Table 1: Extract from Nordhaus’s breakdown of economic activity by vulnerability to climatic change in US 1991 $ terms (Nordhaus 1991, p. 931 )
Sector | Percentage of total |
Negligible effect | |
Manufacturing and mining | 26.0 |
Other transportation and communication | 5.5 |
Finance, insurance, and balance real estate | 11.4 |
Trade and other services | 27.9 |
Government services | 14.0 |
Rest of world | 2.1 |
Total “negligible effect” | 86.9 |
Since these assumptions are manifestly false (Keen 2020), so too are Nordhaus’s reassuring estimates of damages from climate change. Unfortunately, politicians still take the advice of mainstream economists seriously, even after their failure to anticipate the Global Financial Crisis. Consequently, the world is even less prepared for the approaching Global Climate Crisis than it was for the Global Financial Crisis.

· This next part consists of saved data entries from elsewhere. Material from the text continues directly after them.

use std::collections::BTreeSet;
use std::io::{self, BufRead, Write};
use std::sync::mpsc::Receiver;

use anyhow::{bail, Context, Result};

use crate::app::Session;
use crate::cli::Command;
use crate::config_paths::{downloads_dir, expand_user_path};
use crate::credentials::Credentials;
use crate::shell::prompt::Prompter;
use crate::shell::render::{bucket_table, event_line, object_table};
use crate::worker::{EventPayload, Operation, WorkerEvent};

/// Runs one operation to completion, printing its events as they arrive.
pub fn run_operation(
    session: &Session,
    events: &Receiver<WorkerEvent>,
    operation: Operation,
    out: &mut impl Write,
) -> Result<()> {
    let id = session.worker.submit(operation)?;
    loop {
        let event = events
            .recv()
            .context("the background worker stopped unexpectedly")?;
        if event.operation_id != id {
            continue;
        }
        match &event.payload {
            EventPayload::BucketsListed { buckets } => {
                writeln!(out, "{}", bucket_table(buckets, None))?
            }
            EventPayload::ObjectsListed { objects, .. } => {
                writeln!(out, "{}", object_table(objects, &BTreeSet::new()))?
            }
            EventPayload::PermissionsChecked { .. } => {}
            EventPayload::Completed { success, message, .. } => {
                if *success {
                    writeln!(out, "{message}")?;
                    return Ok(());
                }
                bail!("{message}");
            }
            _ => writeln!(out, "{}", event_line(&event))?,
        }
    }
}

fn confirmed<R: BufRead, W: Write>(
    prompter: &mut Prompter<R, W>,
    skip: bool,
    ask: impl FnOnce(&mut Prompter<R, W>) -> io::Result<bool>,
) -> Result<()> {
    if skip || ask(prompter)? {
        Ok(())
    } else {
        bail!("Cancelled")
    }
}

pub fn run_command(
    command: Command,
    mut session: Session,
    events: Receiver<WorkerEvent>,
) -> Result<()> {
    let mut out = io::stdout();

    let operation = match command {
        Command::Buckets => Operation::ListBuckets,
        Command::Files { bucket } => Operation::ListObjects { bucket },
        Command::Download { bucket, keys, to } => {
            let destination = match to {
                Some(path) => expand_user_path(&path.to_string_lossy()),
                None => downloads_dir()?,
            };
            Operation::DownloadObjects {
                bucket,
                keys,
                destination,
            }
        }
        Command::Delete { bucket, keys, yes } => {
            let question = format!("Delete {} file(s) from '{bucket}'?", keys.len());
            confirmed(&mut Prompter::terminal(), yes, |p| p.confirm_yes(&question))?;
            Operation::DeleteObjects { bucket, keys }
        }
        Command::Permissions { bucket } => Operation::CheckPermissions { bucket },
        Command::CreateBucket {
            bucket,
            bucket_region,
        } => Operation::CreateBucket {
            bucket,
            region: bucket_region.unwrap_or_else(|| session.settings.default_region.clone()),
        },
        Command::DeleteBucket { bucket, yes } => {
            let question = format!(
                "This permanently deletes '{bucket}' and every object and version in it."
            );
            confirmed(&mut Prompter::terminal(), yes, |p| p.confirm_typed(&question, &bucket))?;
            Operation::DeleteBucket { bucket }
        }
        Command::Configure {
            access_key,
            secret_key,
            default_region,
        } => {
            let credentials = match (access_key, secret_key) {
                (Some(access_key), Some(secret_key)) => {
                    let credentials = Credentials::new(access_key, secret_key);
                    match default_region {
                        Some(region) => credentials.with_region(region),
                        None => credentials,
                    }
                }
                _ => {
                    let current = session.credentials().map(|(credentials, _)| credentials);
                    match Prompter::terminal().credentials(current.as_ref())? {
                        Some(credentials) => credentials,
                        None => bail!("Cancelled"),
                    }
                }
            };
            for note in session.save_credentials(&credentials)? {
                writeln!(out, "{note}")?;
            }
            return Ok(());
        }
        Command::Forget => {
            session.forget_credentials()?;
            writeln!(out, "Stored credentials removed")?;
            return Ok(());
        }
        Command::Shell => return crate::shell::run(session, events),
    };

    run_operation(&session, &events, operation, &mut out)
}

By following the advice of economists, we have drastically overshot the capacity of the biosphere to sustain human civilization. We need a substantial reduction in the human ecological footprint, rather than a continued expansion of GDP, which means “de-growth”, not growth. The market mechanisms that mainstream economists prefer will not be able to cope, just as they have been unable to cope with Covid-19. Wartime measure like carbon rationing will be necessary, and government finance in the form of a Green New Deal will be required to finance the transition to a sustainable economy.
Will we manage this? The shambolic management of the Covid-19 crisis by Europe and the USA doesn’t give much hope, but countervailing this pessimism is the success in suppressing the virus of a number of countries with vastly different governmental systems and standards of living. So there is hope. A first step, as Ann Pettifor demonstrated over a decade ago, is to stop listening to mainstream economists.
Keen, S. (2020). “The Appallingly Bad Neoclassical Economics of Climate Change.” Globalizations.
Meadows, D. H., J. Randers, et al. (1972). The limits to growth. New York, Signet.
Pettifor, A. (2006). The Coming First World Debt Crisis. New York, Palgrave Macmillan.